# Dark dots after sublimation are driving me crazy! Pictures inside



## Tite003 (May 24, 2013)

Hi guys,

I´m getting these dark dots AFTER sublimation, before sublimation the image looks perfect on paper. I tried changing the paper, but still get them. I´m sublimating on phone cases, but it´s not the cases, I tried different cases from different suppliers, still got the problem.

It seems these dots appear specially in yellow-orange tones and almost always on the same part of the pattern.

Any idea?


----------



## mgparrish (Jul 9, 2005)

Tite003 said:


> Hi guys,
> 
> I´m getting these dark dots AFTER sublimation, before sublimation the image looks perfect on paper.

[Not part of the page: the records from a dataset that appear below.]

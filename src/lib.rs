pub mod engine;
pub mod fragment;
pub mod merge;
pub mod pipeline;
pub mod schema;
pub mod script;
pub mod value;

#[cfg(feature = "duckdb")]
pub mod duck;

#[cfg(feature = "cli")]
pub mod cli;

pub use engine::{
    execute_with_retry, Engine, EngineError, ExecutionResult, MAIN_VIEW_ROW_LIMIT,
    PREVIEW_ROW_LIMIT,
};
pub use fragment::{generate, CellParams, DedupeKey, Fragment, FragmentError};
pub use merge::{merge, MergeError};
pub use pipeline::{Cell, ExecutionRequest, Pipeline, PipelineError};
pub use schema::{introspect, SchemaSnapshot};
pub use script::{ScriptChannel, ScriptError};
pub use value::{Row, Value};

#[cfg(feature = "duckdb")]
pub use duck::DuckEngine;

I tried changing the paper, but still get them. I´m sublimating on phone cases, but it´s not the cases, I tried different cases from different suppliers, still got the problem.
> 
> ...


Most likely those dots are there _before_ you heat press. _You just can't see them before pressing_. Heat pressing causes "dot gain" which means that the dots just get bigger.

Your problem is likely a printer that needs a very good cleaning .. not just a head cleaning. Should need to be cleaned under the printhead and at the capping station.


----------



## Silky49 (Aug 1, 2012)

Its your rollers on your printer. Your having it lay down a bunch of ink that isnt able to dry fast enough.


----------



## jfisk3475 (Jan 28, 2011)

clean your wiper on your printer with alcohol wipe. if its dirty you are getting ink splatters. I had that a while back and it fixed it.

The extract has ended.